▶ WHAT TO WORK ON: Set down word for word the lines that begin the entries and run through the line containing "clients for invariant checking.". Give nothing further.

▶ Dataset entries:

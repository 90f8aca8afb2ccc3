//! Observable state snapshots for invariant checking.
//!
//! Snapshots capture the observable state of the system at a point in time.
//! Invariants operate on snapshots rather than live state to ensure
//! consistent, atomic checks.

use livechat_app::App;
use livechat_client::{Environment, Origin, SenderRole, SessionId};

/// Snapshot of the entire system state.
///
/// Contains observable state from one or more clients for invariant checking.
#[derive(Debug, Clone, Default)]
pub struct SystemSnapshot {
    /// Per-client state snapshots.
    pub clients: Vec<ClientSnapshot>,
}

impl SystemSnapshot {
    /// Create an empty snapshot (no clients).
    pub fn empty() -> Self {
        Self::default()
    }

    /// Create a snapshot with a single client.
    pub fn single(client: ClientSnapshot) -> Self {
        Self { clients: vec![client] }
    }

    /// Create a snapshot from multiple clients.
    pub fn from_clients(clients: Vec<ClientSnapshot>) -> Self {
        Self { clients }
    }

    /// Add a client snapshot.
    pub fn add_client(&mut self, client: ClientSnapshot) {
        self.clients.push(client);
    }
}

/// Snapshot of a single client's observable state.
#[derive(Debug, Clone)]
pub struct ClientSnapshot {
    /// Client identifier.
    pub id: u64,
    /// Local role.
    pub role: SenderRole,
    /// Panel visible.
    pub panel_open: bool,
    /// Unread counter.
    pub unread: usize,
    /// Visible message list.
    pub messages: Vec<MessageSnapshot>,
    /// Agent: selected conversation.
    pub active_session: Option<SessionId>,
    /// Agent: listed conversations, in display order.
    pub conversations: Vec<SessionId>,
}

impl ClientSnapshot {
    /// Empty snapshot of a client with the given role.
    pub fn new(id: u64, role: SenderRole) -> Self {
        Self {
            id,
            role,
            panel_open: false,
            unread: 0,
            messages: Vec::new(),
            active_session: None,
            conversations: Vec::new(),
        }
    }

    /// Capture an app's observable state.
    pub fn from_app<E: Environment>(id: u64, app: &App<E>) -> Self {
        let widget = app.widget();
        let (active_session, conversations) = match app.dashboard() {
            Some(dashboard) => (
                dashboard.active(),
                dashboard.conversations().iter().map(|c| c.session_id).collect(),
            ),
            None => (None, Vec::new()),
        };

        Self {
            id,
            role: widget.role(),
            panel_open: widget.is_open(),
            unread: widget.unread(),
            messages: widget
                .messages()
                .iter()
                .map(|m| MessageSnapshot { text: m.text.clone(), role: m.role, origin: m.origin })
                .collect(),
            active_session,
            conversations,
        }
    }

    /// Set the visible messages.
    pub fn with_messages(mut self, messages: impl IntoIterator<Item = MessageSnapshot>) -> Self {
        self.messages.extend(messages);
        self
    }

    /// Set the agent's conversation list and selection.
    pub fn with_conversations(
        mut self,
        active: Option<SessionId>,
        conversations: impl IntoIterator<Item = SessionId>,
    ) -> Self {
        self.active_session = active;
        self.conversations.extend(conversations);
        self
    }
}

/// Snapshot of one visible message.
#[derive(Debug, Clone, PartialEq, Eq)]
pub struct MessageSnapshot {
    /// Message text.
    pub text: String,
    /// Author role.
    pub role: SenderRole,
    /// Local or channel-delivered.
    pub origin: Origin,
}

impl MessageSnapshot {
    /// A message created on this client.
    pub fn local(text: &str, role: SenderRole) -> Self {
        Self { text: text.to_string(), role, origin: Origin::Local }
    }

    /// A message delivered by the channel.
    pub fn remote(text: &str, role: SenderRole) -> Self {
        Self { text: text.to_string(), role, origin: Origin::Remote }
    }
}
//! JSON envelope framing.
//!
//! Encoding serializes payload structs directly so field order on the wire
//! matches declaration order. Decoding goes through a generic
//! [`serde_json::Value`] first: the event name decides which schema the
//! payload is checked against.

use serde::{Deserialize, Serialize, de::DeserializeOwned};
use serde_json::Value;

use crate::{
    InboundEvent, OutboundEvent, ProtocolError, Result, SenderRole,
    events::{ChatHistory, NewCustomerSession, ReceiveMessage, RequestHistory, SendMessage},
};

/// A decoded channel frame: event name plus raw payload.
#[derive(Debug, Clone, PartialEq, Serialize, Deserialize)]
pub struct Envelope {
    /// Wire event name.
    pub event: String,
    /// Event payload. Absent for payload-less events.
    #[serde(default, skip_serializing_if = "Option::is_none")]
    pub data: Option<Value>,
}

/// Borrowed encoding view; keeps payload field order stable.
#[derive(Serialize)]
struct EnvelopeRef<'a, T: Serialize> {
    event: &'a str,
    #[serde(skip_serializing_if = "Option::is_none")]
    data: Option<&'a T>,
}

fn encode<T: Serialize>(event: &'static str, data: Option<&T>) -> Result<String> {
    serde_json::to_string(&EnvelopeRef { event, data })
        .map_err(|e| ProtocolError::Encode { event, reason: e.to_string() })
}

fn payload<T: DeserializeOwned>(event: &str, data: Option<Value>) -> Result<T> {
    let data = data.ok_or_else(|| ProtocolError::MissingPayload(event.to_string()))?;
    serde_json::from_value(data)
        .map_err(|e| ProtocolError::InvalidPayload { event: event.to_string(), reason: e.to_string() })
}

impl Envelope {
    /// Parse a text frame into an envelope without interpreting the payload.
    pub fn parse(text: &str) -> Result<Self> {
        serde_json::from_str(text).map_err(|e| ProtocolError::Malformed(e.to_string()))
    }

    /// Encode an outbound event as emitted by a client acting as `role`.
    pub fn encode_outbound(event: &OutboundEvent, role: SenderRole) -> Result<String> {
        let name = event.wire_name(role);
        match event {
            OutboundEvent::SendMessage(p) => encode(name, Some(p)),
            OutboundEvent::RequestHistory(p) => encode(name, Some(p)),
            OutboundEvent::JoinAgentChannel => encode::<()>(name, None),
        }
    }

    /// Encode an inbound event (backend side and simulation).
    pub fn encode_inbound(event: &InboundEvent) -> Result<String> {
        let name = event.wire_name();
        match event {
            InboundEvent::Connect | InboundEvent::Disconnect => encode::<()>(name, None),
            InboundEvent::ReceiveMessage(p) => encode(name, Some(p)),
            InboundEvent::ChatHistory(p) => encode(name, Some(p)),
            InboundEvent::NewCustomerSession(p) => encode(name, Some(p)),
        }
    }

    /// Decode a text frame delivered to a client.
    pub fn decode_inbound(text: &str) -> Result<InboundEvent> {
        Self::parse(text)?.into_inbound()
    }

    /// Decode a text frame emitted by a client, recovering the sender's role
    /// from the event name.
    pub fn decode_outbound(text: &str) -> Result<(SenderRole, OutboundEvent)> {
        Self::parse(text)?.into_outbound()
    }

    /// Interpret the envelope as an inbound event.
    pub fn into_inbound(self) -> Result<InboundEvent> {
        let Self { event, data } = self;
        match event.as_str() {
            "connect" => Ok(InboundEvent::Connect),
            "disconnect" => Ok(InboundEvent::Disconnect),
            "receive_message" => {
                payload::<ReceiveMessage>(&event, data).map(InboundEvent::ReceiveMessage)
            },
            "chat_history" => payload::<ChatHistory>(&event, data).map(InboundEvent::ChatHistory),
            "new_customer_session" => {
                payload::<NewCustomerSession>(&event, data).map(InboundEvent::NewCustomerSession)
            },
            _ => Err(ProtocolError::UnknownEvent(event)),
        }
    }

    /// Interpret the envelope as an outbound event.
    pub fn into_outbound(self) -> Result<(SenderRole, OutboundEvent)> {
        let Self { event, data } = self;
        let role = if event.starts_with("agent_") { SenderRole::Agent } else { SenderRole::Visitor };
        let outbound = match event.as_str() {
            "send_message" | "agent_send_message" => {
                OutboundEvent::SendMessage(payload::<SendMessage>(&event, data)?)
            },
            // The visitor widget historically emits this one without a payload.
            "request_history" | "agent_request_history" => match data {
                Some(_) => OutboundEvent::RequestHistory(payload::<RequestHistory>(&event, data)?),
                None => OutboundEvent::RequestHistory(RequestHistory::default()),
            },
            "agent_join_admin_channel" => OutboundEvent::JoinAgentChannel,
            _ => return Err(ProtocolError::UnknownEvent(event)),
        };
        Ok((role, outbound))
    }
}
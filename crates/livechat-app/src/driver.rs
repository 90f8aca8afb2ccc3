//! Driver trait for abstracting I/O operations.
//!
//! The [`Driver`] trait decouples the application runtime from specific I/O
//! implementations. Each frontend implements the trait to provide
//! platform-specific I/O, while the generic [`crate::Runtime`] handles all
//! orchestration.

use std::future::Future;

use livechat_client::{CustomerId, Environment};
use livechat_proto::OutboundEvent;

use crate::{App, AppEvent};

/// Abstracts I/O operations for the application runtime.
///
/// Implementations provide platform-specific I/O while the generic
/// [`Runtime`](crate::Runtime) handles orchestration logic. This ensures
/// the same orchestration code runs in the terminal client and simulation.
///
/// # Implementations
///
/// - **Terminal**: crossterm keys, ratatui rendering, WebSocket channel, HTTP
///   customer directory
/// - **Simulation**: in-memory queues and a simulated backend
pub trait Driver: Send {
    /// Platform-specific error type.
    type Error: std::error::Error + Send + 'static;

    /// Poll for the next event: user input, a channel event, or a finished
    /// details fetch.
    ///
    /// Returns `None` if no event is ready.
    fn poll_event(&mut self) -> impl Future<Output = Result<Option<AppEvent>, Self::Error>> + Send;

    /// Open the chat channel.
    ///
    /// On success the channel reports [`livechat_proto::InboundEvent::Connect`]
    /// through [`Driver::poll_event`].
    ///
    /// # Errors
    ///
    /// Returns an error if the channel cannot be established.
    fn connect(&mut self) -> impl Future<Output = Result<(), Self::Error>> + Send;

    /// Emit an event on the chat channel.
    ///
    /// # Errors
    ///
    /// Returns an error if the event cannot be handed to the channel.
    fn emit(&mut self, event: OutboundEvent) -> impl Future<Output = Result<(), Self::Error>> + Send;

    /// Start fetching a customer's details. The result arrives later as
    /// [`AppEvent::CustomerDetailsLoaded`] or
    /// [`AppEvent::CustomerDetailsFailed`].
    ///
    /// # Errors
    ///
    /// Returns an error if the request cannot be started.
    fn request_customer_details(
        &mut self,
        customer_id: CustomerId,
    ) -> impl Future<Output = Result<(), Self::Error>> + Send;

    /// Render the application state.
    ///
    /// # Errors
    ///
    /// Returns an error if rendering fails.
    fn render<E: Environment>(&mut self, app: &App<E>) -> Result<(), Self::Error>;

    /// Stop the channel and clean up resources.
    fn stop(&mut self);
}
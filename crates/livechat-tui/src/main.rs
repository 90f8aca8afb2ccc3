//! Live-chat terminal client.
//!
//! # Usage
//!
//! ```bash
//! # Visitor widget against a local backend
//! livechat-tui --server ws://127.0.0.1:5000/socket
//!
//! # Agent dashboard, opening the conversation with customer 42
//! livechat-tui --role agent --customer 42 --name "Ada Lovelace"
//! ```
//!
//! Logs go to `--log-file` since the terminal is owned by the UI.

use std::{fs::File, sync::Arc};

use clap::{Parser, ValueEnum};
use livechat_app::{App, ClientConfig, Runtime};
use livechat_client::{SenderRole, SystemEnv};
use livechat_tui::TerminalDriver;
use tracing_subscriber::{EnvFilter, fmt, layer::SubscriberExt, util::SubscriberInitExt};

/// Which side of the conversation this client plays.
#[derive(Debug, Clone, Copy, PartialEq, Eq, ValueEnum)]
enum Role {
    /// Customer-facing chat widget.
    Visitor,
    /// Support agent dashboard.
    Agent,
}

/// Live-chat terminal client
#[derive(Parser, Debug)]
#[command(name = "livechat-tui")]
#[command(about = "Terminal client for the customer-support live chat")]
#[command(version)]
struct Args {
    /// Client role
    #[arg(short, long, value_enum, default_value = "visitor")]
    role: Role,

    /// Chat channel URL
    #[arg(short, long, default_value = "ws://127.0.0.1:5000/socket")]
    server: String,

    /// Base URL of the HTTP API (customer details)
    #[arg(long, default_value = "http://127.0.0.1:5000")]
    api: String,

    /// Agent: conversation to open at start-up
    #[arg(long)]
    session: Option<u64>,

    /// Agent: customer of that conversation, or to start a new chat with
    #[arg(long)]
    customer: Option<u64>,

    /// Agent: display name of that customer
    #[arg(long)]
    name: Option<String>,

    /// Log level (trace, debug, info, warn, error)
    #[arg(long, default_value = "info")]
    log_level: String,

    /// File to write logs to
    #[arg(long, default_value = "livechat-tui.log")]
    log_file: String,
}

impl Args {
    fn config(&self) -> ClientConfig {
        ClientConfig {
            role: match self.role {
                Role::Visitor => SenderRole::Visitor,
                Role::Agent => SenderRole::Agent,
            },
            server_url: self.server.clone(),
            api_base: self.api.clone(),
            preselected_session: self.session,
            preselected_customer: self.customer,
            preselected_name: self.name.clone(),
            log_level: self.log_level.clone(),
        }
    }
}

#[tokio::main]
async fn main() -> Result<(), Box<dyn std::error::Error>> {
    let args = Args::parse();
    let config = args.config();

    let filter =
        EnvFilter::try_from_default_env().unwrap_or_else(|_| EnvFilter::new(&config.log_level));
    let log_file = File::create(&args.log_file)?;
    tracing_subscriber::registry()
        .with(fmt::layer().with_ansi(false).with_writer(Arc::new(log_file)))
        .with(filter)
        .init();

    tracing::info!(role = %config.role, server = %config.server_url, "livechat client starting");

    let driver = TerminalDriver::new(&config)?;
    let app = App::new(config, SystemEnv::new());

    Ok(Runtime::new(driver, app).run().await?)
}
//! Client
//!
//! Action-based state machine for one live-chat conversation. The same
//! [`ChatWidget`] backs the visitor's floating widget and the agent's
//! conversation pane; only the local [`SenderRole`] differs.
//!
//! # Architecture
//!
//! The widget is Sans-IO. It receives user intents and channel events
//! ([`WidgetEvent`]), updates its view state, and returns [`WidgetAction`]s
//! (emit an event on the channel, re-render) for the caller to execute. It
//! never touches a socket or a clock directly; local timestamps come from an
//! injected [`Environment`].
//!
//! # Components
//!
//! - [`ChatWidget`]: conversation state machine
//! - [`Message`]: an entry of the visible message list
//! - [`WidgetEvent`] / [`WidgetAction`]: inputs and outputs
//! - [`SendRejected`]: why a send was refused
//!
//! # Transport (optional)
//!
//! With the `transport` feature enabled, this crate also provides:
//! - [`transport::connect`]: WebSocket channel to the backend
//! - [`directory::HttpDirectory`]: customer details over HTTP

#![forbid(unsafe_code)]
#![warn(missing_docs)]

mod env;
mod error;
mod event;
mod message;
pub mod notice;
mod state;
mod widget;

#[cfg(feature = "transport")]
pub mod directory;
#[cfg(feature = "transport")]
pub mod transport;

pub use env::{Environment, SystemEnv};
pub use error::SendRejected;
pub use event::{WidgetAction, WidgetEvent};
pub use livechat_proto::{CustomerId, MAX_MESSAGE_CHARS, SenderRole, SessionId};
pub use message::{Message, Origin};
pub use state::{ConnectionState, PanelState, SessionBinding};
pub use widget::ChatWidget;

▶ EXERCISE ANSWER:
repository 90f8aca8afb2ccc3
//! Observable state snapshots for invariant checking.
//!
//! Snapshots capture the observable state of the system at a point in time.
//! Invariants operate on snapshots rather than live state to ensure
//! consistent, atomic checks.

use livechat_app::App;
use livechat_client::{Environment, Origin, SenderRole, SessionId};

/// Snapshot of the entire system state.
///
/// Contains observable state from one or more clients for invariant checking.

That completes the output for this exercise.